Dritta di fronte all’entrata si trova la cucina turchese con il suo tavolo in legno, le sedie, il frigo e la credenza gialli; sulla sinistra della porta una parete in mattoni adibita a serra verticale e una piccola zona relax rasoterra, fatta di cuscini di chinz e comodi pouf accatastati poco sotto la finestra, assieme alla gabbia di Neve, uno scrittoio dall`aria ridipinta, un vecchio attacapanni animato verde bosco, una cassettiera gialla e una poltroncina amarena. Cuscini colorati e tende leggere di diversi tagli, colori, lunghezze e consistenze svolazzano a copertura delle vetrate, anche se non sembra esserci alcuna finestra aperta, regalando quel tocco un po’ bazar agli interni.

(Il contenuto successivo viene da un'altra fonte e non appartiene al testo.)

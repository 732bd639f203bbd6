// ── Diagnostics read model ──

use chrono::{DateTime, Utc};
use serde::{Deserialize, Serialize};
use strum::{Display, IntoStaticStr};

/// Listener connection state as reported by the host callbacks.
#[derive(
    Debug, Clone, Copy, Default, PartialEq, Eq, Hash, Display, IntoStaticStr, Serialize, Deserialize,
)]
#[strum(serialize_all = "snake_case")]
#[serde(rename_all = "snake_case")]
pub enum ConnectionState {
    #[default]
    Disconnected,
    Connected,
}

/// Point-in-time view of every pipeline counter and the connection record.
///
/// `total_emitted` is always `emitted_by_keyword + emitted_without_keyword`;
/// the aggregator derives it rather than counting it separately.
#[derive(Debug, Clone, Default, PartialEq, Eq, Serialize, Deserialize)]
pub struct DiagnosticsSnapshot {
    pub total_emitted: u64,
    pub emitted_by_keyword: u64,
    pub emitted_without_keyword: u64,
    pub skipped_unsupported_package: u64,
    pub skipped_group_summary: u64,
    pub skipped_no_keywords_by_config: u64,
    pub notifications_removed: u64,

    pub connection: ConnectionState,
    pub connect_count: u64,
    pub disconnect_count: u64,
    /// Cumulative connected time, including the current session if connected.
    pub total_connected_ms: u64,
    /// Wall-clock time of the last connection state change.
    pub last_changed_at: Option<DateTime<Utc>>,
    /// Automatic reconnection attempts made since the last successful connect.
    pub reconnect_attempts: u32,
}

impl DiagnosticsSnapshot {
    /// Number of posted notifications accounted for by the counters.
    pub fn total_received(&self) -> u64 {
        self.total_emitted
            + self.skipped_unsupported_package
            + self.skipped_group_summary
            + self.skipped_no_keywords_by_config
    }

    pub fn is_connected(&self) -> bool {
        self.connection == ConnectionState::Connected
    }
}
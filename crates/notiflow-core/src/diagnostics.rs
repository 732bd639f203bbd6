// ── Diagnostics aggregator ──
//
// Lock-free counters plus the latest connection record, folded into a
// `DiagnosticsSnapshot` that observers receive through a `watch` channel.
// Mutations only touch atomics and raise a `Notify`; the snapshot is rebuilt
// and sent by `run_publisher` on the runtime, never on the callback thread.

use std::sync::Arc;
use std::sync::atomic::{AtomicU32, AtomicU64, Ordering};

use arc_swap::ArcSwap;
use tokio::sync::{Notify, watch};
use tokio::time::Instant;
use tokio_util::sync::CancellationToken;
use tracing::debug;

use crate::health::ConnectionRecord;
use crate::model::{ClassificationOutcome, DiagnosticsSnapshot};

/// Process-lifetime counters for the notification pipeline.
pub struct DiagnosticsAggregator {
    emitted_by_keyword: AtomicU64,
    emitted_without_keyword: AtomicU64,
    skipped_unsupported_package: AtomicU64,
    skipped_group_summary: AtomicU64,
    skipped_no_keywords_by_config: AtomicU64,
    notifications_removed: AtomicU64,
    reconnect_attempts: AtomicU32,
    connection: ArcSwap<ConnectionRecord>,
    changed: Notify,
    snapshot_tx: watch::Sender<DiagnosticsSnapshot>,
}

impl DiagnosticsAggregator {
    pub fn new() -> Self {
        let (snapshot_tx, _) = watch::channel(DiagnosticsSnapshot::default());
        Self {
            emitted_by_keyword: AtomicU64::new(0),
            emitted_without_keyword: AtomicU64::new(0),
            skipped_unsupported_package: AtomicU64::new(0),
            skipped_group_summary: AtomicU64::new(0),
            skipped_no_keywords_by_config: AtomicU64::new(0),
            notifications_removed: AtomicU64::new(0),
            reconnect_attempts: AtomicU32::new(0),
            connection: ArcSwap::from_pointee(ConnectionRecord::default()),
            changed: Notify::new(),
            snapshot_tx,
        }
    }

    // ── Mutations ────────────────────────────────────────────────────

    /// Count one classified notification under exactly one counter.
    pub fn record(&self, outcome: ClassificationOutcome) {
        let counter = match outcome {
            ClassificationOutcome::Accepted {
                matched_keyword: true,
            } => &self.emitted_by_keyword,
            ClassificationOutcome::Accepted {
                matched_keyword: false,
            } => &self.emitted_without_keyword,
            ClassificationOutcome::RejectedUnsupportedSource => &self.skipped_unsupported_package,
            ClassificationOutcome::RejectedGroupSummary => &self.skipped_group_summary,
            ClassificationOutcome::RejectedNoKeywordByPolicy => &self.skipped_no_keywords_by_config,
        };
        counter.fetch_add(1, Ordering::Relaxed);
        self.publish();
    }

    /// Store the connection record produced by a state transition.
    pub fn record_connection_transition(&self, record: Arc<ConnectionRecord>) {
        self.connection.store(record);
        self.publish();
    }

    pub fn record_removed(&self) {
        self.notifications_removed.fetch_add(1, Ordering::Relaxed);
        self.publish();
    }

    pub fn record_reconnect_attempts(&self, attempts: u32) {
        self.reconnect_attempts.store(attempts, Ordering::Relaxed);
        self.publish();
    }

    // ── Reads ────────────────────────────────────────────────────────

    /// Build a fresh snapshot; connected time includes the live session.
    pub fn snapshot(&self) -> DiagnosticsSnapshot {
        let emitted_by_keyword = self.emitted_by_keyword.load(Ordering::Relaxed);
        let emitted_without_keyword = self.emitted_without_keyword.load(Ordering::Relaxed);
        let connection = self.connection.load();
        let total_connected = connection.total_connected(Instant::now());

        DiagnosticsSnapshot {
            total_emitted: emitted_by_keyword + emitted_without_keyword,
            emitted_by_keyword,
            emitted_without_keyword,
            skipped_unsupported_package: self.skipped_unsupported_package.load(Ordering::Relaxed),
            skipped_group_summary: self.skipped_group_summary.load(Ordering::Relaxed),
            skipped_no_keywords_by_config: self
                .skipped_no_keywords_by_config
                .load(Ordering::Relaxed),
            notifications_removed: self.notifications_removed.load(Ordering::Relaxed),
            connection: connection.state,
            connect_count: connection.connect_count,
            disconnect_count: connection.disconnect_count,
            total_connected_ms: u64::try_from(total_connected.as_millis()).unwrap_or(u64::MAX),
            last_changed_at: connection.last_changed_at,
            reconnect_attempts: self.reconnect_attempts.load(Ordering::Relaxed),
        }
    }

    /// Observe snapshots. The receiver starts with an up-to-date value;
    /// later values arrive while [`run_publisher`](Self::run_publisher) runs.
    pub fn subscribe(&self) -> watch::Receiver<DiagnosticsSnapshot> {
        self.snapshot_tx.send_replace(self.snapshot());
        let rx = self.snapshot_tx.subscribe();
        // A mutation racing the send above must still reach the new receiver.
        self.changed.notify_one();
        rx
    }

    /// Re-publish snapshots after mutations until `cancel` fires, then
    /// send one final snapshot.
    ///
    /// Bursts of mutations coalesce into one snapshot. A mutation made while
    /// a snapshot is being built re-arms the publisher.
    pub async fn run_publisher(self: Arc<Self>, cancel: CancellationToken) {
        loop {
            tokio::select! {
                biased;
                _ = cancel.cancelled() => break,
                _ = self.changed.notified() => self.send_current(),
            }
        }
        self.send_current();
        debug!("diagnostics publisher stopped");
    }

    fn send_current(&self) {
        if self.snapshot_tx.receiver_count() > 0 {
            self.snapshot_tx.send_replace(self.snapshot());
        }
    }

    fn publish(&self) {
        self.changed.notify_one();
    }
}

impl Default for DiagnosticsAggregator {
    fn default() -> Self {
        Self::new()
    }
}

#[cfg(test)]
#[allow(clippy::unwrap_used)]
mod tests {
    use std::time::Duration;

    use super::*;
    use crate::model::ConnectionState;

    #[test]
    fn each_outcome_increments_one_counter() {
        let diag = DiagnosticsAggregator::new();
        diag.record(ClassificationOutcome::Accepted {
            matched_keyword: true,
        });
        diag.record(ClassificationOutcome::Accepted {
            matched_keyword: false,
        });
        diag.record(ClassificationOutcome::RejectedUnsupportedSource);
        diag.record(ClassificationOutcome::RejectedGroupSummary);
        diag.record(ClassificationOutcome::RejectedNoKeywordByPolicy);
        diag.record(ClassificationOutcome::RejectedNoKeywordByPolicy);

        let snap = diag.snapshot();
        assert_eq!(snap.total_emitted, 2);
        assert_eq!(snap.emitted_by_keyword, 1);
        assert_eq!(snap.emitted_without_keyword, 1);
        assert_eq!(snap.skipped_unsupported_package, 1);
        assert_eq!(snap.skipped_group_summary, 1);
        assert_eq!(snap.skipped_no_keywords_by_config, 2);
        assert_eq!(snap.total_received(), 6);
    }

    #[test]
    fn removals_do_not_touch_classification_counters() {
        let diag = DiagnosticsAggregator::new();
        diag.record_removed();
        let snap = diag.snapshot();
        assert_eq!(snap.notifications_removed, 1);
        assert_eq!(snap.total_received(), 0);
    }

    #[tokio::test]
    async fn subscribers_receive_republished_snapshots() {
        let diag = Arc::new(DiagnosticsAggregator::new());
        let cancel = CancellationToken::new();
        let publisher = tokio::spawn(Arc::clone(&diag).run_publisher(cancel.clone()));
        let mut rx = diag.subscribe();
        assert_eq!(rx.borrow_and_update().total_emitted, 0);

        diag.record(ClassificationOutcome::Accepted {
            matched_keyword: true,
        });
        rx.changed().await.unwrap();
        assert_eq!(rx.borrow_and_update().emitted_by_keyword, 1);

        diag.record_reconnect_attempts(2);
        rx.changed().await.unwrap();
        assert_eq!(rx.borrow_and_update().reconnect_attempts, 2);

        cancel.cancel();
        publisher.await.unwrap();
    }

    #[test]
    fn mutations_do_not_wait_for_readers() {
        let diag = Arc::new(DiagnosticsAggregator::new());
        let rx = diag.subscribe();
        let held = rx.borrow();

        let (done_tx, done_rx) = std::sync::mpsc::channel();
        let writer = Arc::clone(&diag);
        let handle = std::thread::spawn(move || {
            writer.record(ClassificationOutcome::Accepted {
                matched_keyword: true,
            });
            writer.record_removed();
            done_tx.send(()).unwrap();
        });

        done_rx.recv_timeout(Duration::from_secs(5)).unwrap();
        assert_eq!(held.total_emitted, 0);
        drop(held);
        handle.join().unwrap();
        assert_eq!(diag.snapshot().emitted_by_keyword, 1);
    }

    #[tokio::test]
    async fn publisher_sends_final_snapshot_on_cancel() {
        let diag = Arc::new(DiagnosticsAggregator::new());
        let cancel = CancellationToken::new();
        let mut rx = diag.subscribe();

        diag.record_removed();
        cancel.cancel();
        Arc::clone(&diag).run_publisher(cancel).await;

        assert!(rx.has_changed().unwrap());
        assert_eq!(rx.borrow_and_update().notifications_removed, 1);
    }

    #[tokio::test(start_paused = true)]
    async fn connected_time_advances_while_connected() {
        let diag = DiagnosticsAggregator::new();
        let record = ConnectionRecord {
            state: ConnectionState::Connected,
            connected_since: Some(Instant::now()),
            accumulated: Duration::from_secs(10),
            connect_count: 2,
            disconnect_count: 1,
            ..ConnectionRecord::default()
        };
        diag.record_connection_transition(Arc::new(record));

        tokio::time::advance(Duration::from_secs(5)).await;
        let snap = diag.snapshot();
        assert!(snap.is_connected());
        assert_eq!(snap.total_connected_ms, 15_000);
        assert_eq!(snap.connect_count, 2);
        assert_eq!(snap.disconnect_count, 1);
    }
}
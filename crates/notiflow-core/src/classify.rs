// ── Notification classifier ──
//
// Pure accept/reject decision for one event under one policy snapshot.
// Callers record diagnostics from the returned outcome; nothing here
// logs, allocates shared state, or performs I/O.

use std::collections::HashSet;

use crate::model::{ClassificationOutcome, PolicySnapshot, RawNotificationEvent};

/// Payment-related keywords matched against title and body.
pub const PAYMENT_KEYWORDS: [&str; 13] = [
    "付款", "支付", "收款", "转账", "退款", "到账", "余额", "成功", "失败", "红包", "零钱",
    "银行卡", "信用卡",
];

/// Decide whether `event` should be published.
///
/// Rules are applied in order and the first match wins: unsupported
/// source, suppressed group summary, missing keyword under a strict
/// policy, then acceptance.
pub fn classify(
    event: &RawNotificationEvent,
    policy: &PolicySnapshot,
    supported_sources: &HashSet<String>,
) -> ClassificationOutcome {
    if !supported_sources.contains(&event.source_app) {
        return ClassificationOutcome::RejectedUnsupportedSource;
    }

    if event.is_group_summary && !policy.emit_group_summaries {
        return ClassificationOutcome::RejectedGroupSummary;
    }

    let matched = contains_any_keyword(event.title.as_deref(), event.body.as_deref());
    if !matched && !policy.emit_without_keyword_match {
        return ClassificationOutcome::RejectedNoKeywordByPolicy;
    }

    ClassificationOutcome::Accepted {
        matched_keyword: matched,
    }
}

/// Case-insensitive substring match of title and body against
/// [`PAYMENT_KEYWORDS`].
pub fn contains_any_keyword(title: Option<&str>, body: Option<&str>) -> bool {
    let content = format!("{} {}", title.unwrap_or_default(), body.unwrap_or_default()).to_lowercase();
    PAYMENT_KEYWORDS
        .iter()
        .any(|keyword| content.contains(&keyword.to_lowercase()))
}

#[cfg(test)]
mod tests {
    use super::*;
    use crate::config::ALIPAY_PACKAGE;

    fn sources() -> HashSet<String> {
        HashSet::from([ALIPAY_PACKAGE.to_owned()])
    }

    fn strict() -> PolicySnapshot {
        PolicySnapshot {
            emit_without_keyword_match: false,
            ..PolicySnapshot::default()
        }
    }

    #[test]
    fn unsupported_source_is_rejected_first() {
        let event = RawNotificationEvent::new("com.tencent.mm", "k1")
            .with_title("付款成功")
            .with_group_summary(true);
        assert_eq!(
            classify(&event, &strict(), &sources()),
            ClassificationOutcome::RejectedUnsupportedSource
        );
    }

    #[test]
    fn keyword_in_title_is_accepted_under_strict_policy() {
        let event = RawNotificationEvent::new(ALIPAY_PACKAGE, "k1").with_title("付款成功");
        assert_eq!(
            classify(&event, &strict(), &sources()),
            ClassificationOutcome::Accepted {
                matched_keyword: true
            }
        );
    }

    #[test]
    fn keyword_in_body_is_matched() {
        let event = RawNotificationEvent::new(ALIPAY_PACKAGE, "k1")
            .with_title("支付宝")
            .with_body("你有一笔转账待确认");
        assert!(matches!(
            classify(&event, &strict(), &sources()),
            ClassificationOutcome::Accepted {
                matched_keyword: true
            }
        ));
    }

    #[test]
    fn no_keyword_is_rejected_under_strict_policy() {
        let event = RawNotificationEvent::new(ALIPAY_PACKAGE, "k1")
            .with_title("会员权益")
            .with_body("本周福利已更新");
        assert_eq!(
            classify(&event, &strict(), &sources()),
            ClassificationOutcome::RejectedNoKeywordByPolicy
        );
    }

    #[test]
    fn no_keyword_is_accepted_under_default_policy() {
        let event = RawNotificationEvent::new(ALIPAY_PACKAGE, "k1").with_title("会员权益");
        assert_eq!(
            classify(&event, &PolicySnapshot::default(), &sources()),
            ClassificationOutcome::Accepted {
                matched_keyword: false
            }
        );
    }

    #[test]
    fn group_summary_is_rejected_unless_enabled() {
        let event = RawNotificationEvent::new(ALIPAY_PACKAGE, "k1")
            .with_title("付款成功")
            .with_group_summary(true);
        assert_eq!(
            classify(&event, &PolicySnapshot::default(), &sources()),
            ClassificationOutcome::RejectedGroupSummary
        );

        let permissive = PolicySnapshot {
            emit_group_summaries: true,
            ..PolicySnapshot::default()
        };
        assert_eq!(
            classify(&event, &permissive, &sources()),
            ClassificationOutcome::Accepted {
                matched_keyword: true
            }
        );
    }

    #[test]
    fn classification_is_deterministic() {
        let policies = [
            PolicySnapshot::default(),
            strict(),
            PolicySnapshot {
                emit_without_keyword_match: false,
                emit_group_summaries: true,
                log_unmatched_sources: true,
            },
        ];
        let events = [
            RawNotificationEvent::new(ALIPAY_PACKAGE, "a").with_title("收款到账"),
            RawNotificationEvent::new(ALIPAY_PACKAGE, "b").with_body("nothing here"),
            RawNotificationEvent::new(ALIPAY_PACKAGE, "c").with_group_summary(true),
            RawNotificationEvent::new("org.example", "d").with_title("退款"),
        ];
        for policy in &policies {
            for event in &events {
                assert_eq!(
                    classify(event, policy, &sources()),
                    classify(event, policy, &sources())
                );
            }
        }
    }

    #[test]
    fn keyword_match_ignores_case_and_missing_fields() {
        assert!(!contains_any_keyword(None, None));
        assert!(contains_any_keyword(None, Some("红包来了")));
        assert!(!contains_any_keyword(Some("PAYMENT"), Some("received")));
    }
}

Una rampa di vertiginose scale a chiocciola in ferro battuto verde acqua si arrampicano sull`ampio soppalco che occupa praticamente l`intera zona sinistra della casa; affacciandosi sulla cucina sottostante con la sua ringhiera tempestata di lucine in perenne christmas mode, e sull`unica altra porta chiusa oltre a quella del bagno. Appeso al suo pomello, un piccolo ciondolo in stoffa ricamato a mano e a forma di zucca, chiuso rigorosamente a chiave. RSN gracchia in perenne sottofondo classici del secolo scorso, impregnando l’aria già densa di camomilla, aromi di candele profumate e prodotti Utopia dalle delicate fragranze floreali che si mescolano all’odore più pungente delle erbe medicinali e delle spezie che puntellano la serra verticale assieme a piantine più ornamentali (tre arcobaleno dai petali dorati e un ciclamino); ognuna immersa in bocce di vetro o piccoli vasetti sospesi che assicurano l’illuminazione e la temperatura adatte a mantenerle rigogliose. Poco lontano dal trespolo di Neve è nascosto chissà dove uno snaso ghiotto di bottoncini dorati e ninnoli scippati agli ospiti e una puffola è sempre pronta a saltare sulle spalle degli avventori con gridolini acuti non dissimili da quelli della padrona di casa.
«E’ molto... tua».
«Doveva essere a prova di Sebastian».